Wrap Method / Wrap Class. When you must run new behavior before or after existing behavior without altering it, wrap it. Rename the original and create a new method with the old name that calls the original plus the new code:

// Original renamed:
private Receipt doCheckout(long cartId) { /* unchanged legacy body */ }

// New wrapper carries the old name:
public Receipt checkout(long cartId) {
    Receipt r = doCheckout(cartId);
    auditLog.record(cartId, r.total());  // new behavior, in a tested wrapper
    return r;
}

Wrap Class does the same at class granularity (a decorator around the legacy class).

Technique Use when Strength Weakness
Sprout New logic can live in its own unit New code fully tested, cleanly separated Legacy method stays untested; the seam is one call
Wrap New behavior runs before/after existing, untouched Doesn't modify legacy logic at all Can't change internal behavior; only book-ends it

Key idea: Sprout and Wrap don't make the legacy code tested — they let you add new tested code beside it. They are tactical retreats when full dependency-breaking is too costly right now. Use them, but log the remaining debt.
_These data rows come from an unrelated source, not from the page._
//! Syntax → IR lowering with name resolution and type checking
//!
//! The driver makes one depth-first sweep that builds every signature
//! and leaves bodies on a FIFO queue, then drains the queue. A body can
//! therefore refer to any function, model or method of the module no
//! matter where it is written.

use crate::deferred::{Continuation, DeferredQueue};
use crate::error::{LowerError, LowerResult};
use crate::options::LowerOptions;
use crate::scope::{BlockScope, Frame, ScopeStack};
use crate::types::{self, type_of};
use crate::validate;
use ql_ir::{
    self as ir, CallMetadata, CallableRef, Definition, FieldRef, ForEachMetadata, FunctionId,
    LocalDef, LocalKind, LookupKind, LookupMetadata, ModelId, OperationMetadata, Owner,
    Primitive, PropertyMetadata, ReturnMetadata, Type, VariableMetadata,
};
use ql_syntax as syntax;
use tracing::{debug, info_span};

/// Lower a module with default options
///
/// # Errors
/// Returns the first [`LowerError`] encountered
pub fn lower(module: &syntax::Module) -> LowerResult<ir::Module> {
    Lowerer::new(LowerOptions::default()).lower(module)
}

/// Configured lowering entry point
#[derive(Debug, Clone, Default)]
pub struct Lowerer {
    options: LowerOptions,
}

impl Lowerer {
    /// Create a lowerer
    #[must_use]
    pub fn new(options: LowerOptions) -> Self {
        Self { options }
    }

    /// Lower `module` into a fully typed IR module
    ///
    /// # Errors
    /// Returns the first [`LowerError`] encountered; no partial module is
    /// produced
    pub fn lower(&self, module: &syntax::Module) -> LowerResult<ir::Module> {
        let _span = info_span!("lower", module = %module.name).entered();
        let mut ctx = LoweringContext::new(&module.name, self.options);
        ctx.lower_module(module)?;
        debug!(
            functions = ctx.module.functions.len(),
            models = ctx.module.models.len(),
            continuations = ctx.queue.executed(),
            "lowering finished"
        );
        Ok(ctx.module)
    }
}

/// `arguments` as a fixed-size array, for built-in container methods
fn fixed_arguments<'a, const N: usize>(
    name: &str,
    arguments: &'a [syntax::Value],
) -> LowerResult<&'a [syntax::Value; N]> {
    <&[syntax::Value; N]>::try_from(arguments).map_err(|_| LowerError::ArgumentCountMismatch {
        function: name.to_string(),
        expected: N,
        found: arguments.len(),
    })
}

/// Whether a constant initializer only uses statically known parts
fn is_constant_form(value: &syntax::Value) -> bool {
    use syntax::Value as V;
    match value {
        V::LiteralBool { .. }
        | V::LiteralInt { .. }
        | V::LiteralRune { .. }
        | V::LiteralString { .. }
        | V::EmptyList { .. }
        | V::EmptySet { .. }
        | V::EmptyMap { .. }
        | V::Variable { .. } => true,
        V::LiteralList { items } | V::LiteralSet { items } => items.iter().all(is_constant_form),
        V::LiteralMap { entries } => entries
            .iter()
            .all(|entry| is_constant_form(&entry.key) && is_constant_form(&entry.value)),
        V::Unary { value, .. } => is_constant_form(value),
        V::Binary { left, right, .. } => is_constant_form(left) && is_constant_form(right),
        _ => false,
    }
}

struct LoweringContext<'syn> {
    module: ir::Module,
    scope: ScopeStack,
    queue: DeferredQueue<'syn>,
    options: LowerOptions,
}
What to do when you are stuck

Stuck on... Move
Can't find the change point Trace the data from the task's input/output; sketch reads/writes
Effect is a hidden side effect Find an interception point further out; add a sensing method
Too many dependencies to break Test at a pinch point for coarse coverage first, then push inward
One dependency is brutal (static singleton, new in constructor) Check 05 for the matching technique; or Sprout around it
Can't break deps in the time you have Sprout/Wrap the new behavior; file the debt
Don't know what "correct" output is You don't need to — characterize the actual output
Test is flaky (clock, randomness, order) Inject the nondeterministic source (clock, RNG) so the test controls it

Mini Glossary

  • Interception point — the place nearest your change point where you can sense its effect; prefer testing close to the change.
  • Pinch point — a narrow spot in the call graph many paths flow through; a single test there covers much code, coarsely.
  • Sensing vs. separationsensing = observing the outcome; separation = getting the code to run in a harness at all. Both are reasons to break dependencies.
  • Sprout Method / Class — add new behavior as a fresh, fully tested unit and call it from the legacy code at one point.
  • Wrap Method / Class — keep the original behavior, wrap it to run new behavior before/after without editing the original.
  • Effect sketch — a diagram of what a method reads and writes, used to locate change points.
  • Fake — a lightweight working substitute for a real collaborator (e.g., an in-memory repository) used in tests.

Review questions

  1. Explain the difference between sensing and separation. Give a dependency you'd break for each reason.
  2. What is an interception point, and why should you usually test close to the change point rather than far out?
  3. When is a pinch-point test a good idea, and what is its main weakness?
  4. Walk through breaking the dependencies in the CheckoutService example. Which technique did you use and why that one?
  5. Contrast Sprout and Wrap: what does each let you do, and what does neither of them do for the legacy code?
  6. Why should the dependency-breaking, the characterization tests, the behavior change, and the cleanup ideally be separate commits?
  7. You have a 1,000-line method, four external dependencies, and one day. The task is "log every checkout to an audit service." Which approach do you reach for, and what debt do you record?